● **Available data**
★ ★ ★
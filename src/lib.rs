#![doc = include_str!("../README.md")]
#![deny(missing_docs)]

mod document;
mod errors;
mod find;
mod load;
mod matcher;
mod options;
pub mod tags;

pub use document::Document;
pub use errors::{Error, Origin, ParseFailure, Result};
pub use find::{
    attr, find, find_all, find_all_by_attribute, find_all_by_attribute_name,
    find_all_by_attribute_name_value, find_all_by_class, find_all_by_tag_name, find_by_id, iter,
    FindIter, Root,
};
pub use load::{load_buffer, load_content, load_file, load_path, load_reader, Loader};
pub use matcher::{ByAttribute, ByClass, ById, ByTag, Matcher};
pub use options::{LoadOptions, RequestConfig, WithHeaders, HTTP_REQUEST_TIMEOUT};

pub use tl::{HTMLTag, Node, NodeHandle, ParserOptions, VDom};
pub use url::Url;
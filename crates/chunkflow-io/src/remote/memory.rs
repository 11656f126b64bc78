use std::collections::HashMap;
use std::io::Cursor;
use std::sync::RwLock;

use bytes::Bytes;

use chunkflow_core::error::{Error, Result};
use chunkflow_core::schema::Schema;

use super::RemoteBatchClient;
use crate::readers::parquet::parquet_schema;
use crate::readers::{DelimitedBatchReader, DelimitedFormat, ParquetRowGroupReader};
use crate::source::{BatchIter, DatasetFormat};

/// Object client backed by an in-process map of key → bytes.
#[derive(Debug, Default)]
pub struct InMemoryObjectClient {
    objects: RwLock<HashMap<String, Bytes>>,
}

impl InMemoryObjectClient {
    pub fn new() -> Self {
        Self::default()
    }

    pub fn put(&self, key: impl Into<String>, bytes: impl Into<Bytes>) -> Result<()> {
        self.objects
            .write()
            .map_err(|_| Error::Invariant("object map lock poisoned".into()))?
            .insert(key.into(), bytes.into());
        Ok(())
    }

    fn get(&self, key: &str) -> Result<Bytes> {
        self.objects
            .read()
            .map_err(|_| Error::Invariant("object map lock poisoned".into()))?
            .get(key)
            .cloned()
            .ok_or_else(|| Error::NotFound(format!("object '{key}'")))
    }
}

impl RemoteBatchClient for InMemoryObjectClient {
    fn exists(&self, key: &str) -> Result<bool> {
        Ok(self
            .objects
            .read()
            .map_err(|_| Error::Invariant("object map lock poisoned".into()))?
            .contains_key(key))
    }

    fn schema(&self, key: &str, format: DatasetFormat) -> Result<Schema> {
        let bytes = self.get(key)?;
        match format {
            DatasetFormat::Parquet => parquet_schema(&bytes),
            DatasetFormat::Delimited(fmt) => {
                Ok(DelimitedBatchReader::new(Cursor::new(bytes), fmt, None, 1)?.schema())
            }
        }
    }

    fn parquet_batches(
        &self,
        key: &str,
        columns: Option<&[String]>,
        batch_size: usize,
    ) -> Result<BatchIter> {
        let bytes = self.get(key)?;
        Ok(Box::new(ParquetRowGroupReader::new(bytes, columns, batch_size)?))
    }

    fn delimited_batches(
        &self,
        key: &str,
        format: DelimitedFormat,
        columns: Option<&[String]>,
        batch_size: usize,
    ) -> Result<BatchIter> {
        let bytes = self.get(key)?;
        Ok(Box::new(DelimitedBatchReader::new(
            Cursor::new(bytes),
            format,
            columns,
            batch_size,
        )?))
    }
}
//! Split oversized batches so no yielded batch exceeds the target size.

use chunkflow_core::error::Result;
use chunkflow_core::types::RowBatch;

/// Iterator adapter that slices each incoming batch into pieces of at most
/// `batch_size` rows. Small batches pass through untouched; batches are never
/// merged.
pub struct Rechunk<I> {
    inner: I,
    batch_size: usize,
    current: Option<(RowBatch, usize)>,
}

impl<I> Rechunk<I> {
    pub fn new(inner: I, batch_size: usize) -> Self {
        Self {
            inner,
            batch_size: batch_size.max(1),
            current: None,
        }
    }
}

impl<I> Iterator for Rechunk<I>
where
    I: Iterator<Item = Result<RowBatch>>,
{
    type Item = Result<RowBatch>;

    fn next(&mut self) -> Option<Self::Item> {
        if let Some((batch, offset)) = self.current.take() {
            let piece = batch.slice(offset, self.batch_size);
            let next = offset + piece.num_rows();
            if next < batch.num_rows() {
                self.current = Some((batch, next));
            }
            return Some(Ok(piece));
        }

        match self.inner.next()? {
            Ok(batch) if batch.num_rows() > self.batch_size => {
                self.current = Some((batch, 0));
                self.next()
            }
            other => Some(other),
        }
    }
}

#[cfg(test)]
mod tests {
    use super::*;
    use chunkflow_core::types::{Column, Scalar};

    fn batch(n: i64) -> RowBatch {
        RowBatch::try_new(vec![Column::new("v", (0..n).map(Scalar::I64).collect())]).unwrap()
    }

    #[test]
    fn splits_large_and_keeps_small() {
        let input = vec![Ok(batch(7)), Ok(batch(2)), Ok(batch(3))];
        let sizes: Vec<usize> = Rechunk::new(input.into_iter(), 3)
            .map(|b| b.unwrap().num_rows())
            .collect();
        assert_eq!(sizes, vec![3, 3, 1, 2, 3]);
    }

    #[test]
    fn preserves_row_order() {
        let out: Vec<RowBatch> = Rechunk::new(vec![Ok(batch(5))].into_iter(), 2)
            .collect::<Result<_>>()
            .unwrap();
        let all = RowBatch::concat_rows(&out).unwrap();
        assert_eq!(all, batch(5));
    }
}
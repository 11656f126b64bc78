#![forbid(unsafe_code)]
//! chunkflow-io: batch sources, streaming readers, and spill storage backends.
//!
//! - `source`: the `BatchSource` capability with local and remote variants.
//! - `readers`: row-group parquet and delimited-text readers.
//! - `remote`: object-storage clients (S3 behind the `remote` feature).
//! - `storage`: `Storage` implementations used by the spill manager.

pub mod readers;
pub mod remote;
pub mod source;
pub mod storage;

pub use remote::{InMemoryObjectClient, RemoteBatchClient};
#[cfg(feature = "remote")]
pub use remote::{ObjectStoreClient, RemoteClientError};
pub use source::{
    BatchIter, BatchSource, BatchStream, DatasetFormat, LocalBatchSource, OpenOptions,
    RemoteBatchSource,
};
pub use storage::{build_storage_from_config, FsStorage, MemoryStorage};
★ ★ ★
● **Work instructions**
Based on the entries above, give the number of lines with the string "columns" and no further text.

● **Completed task**
4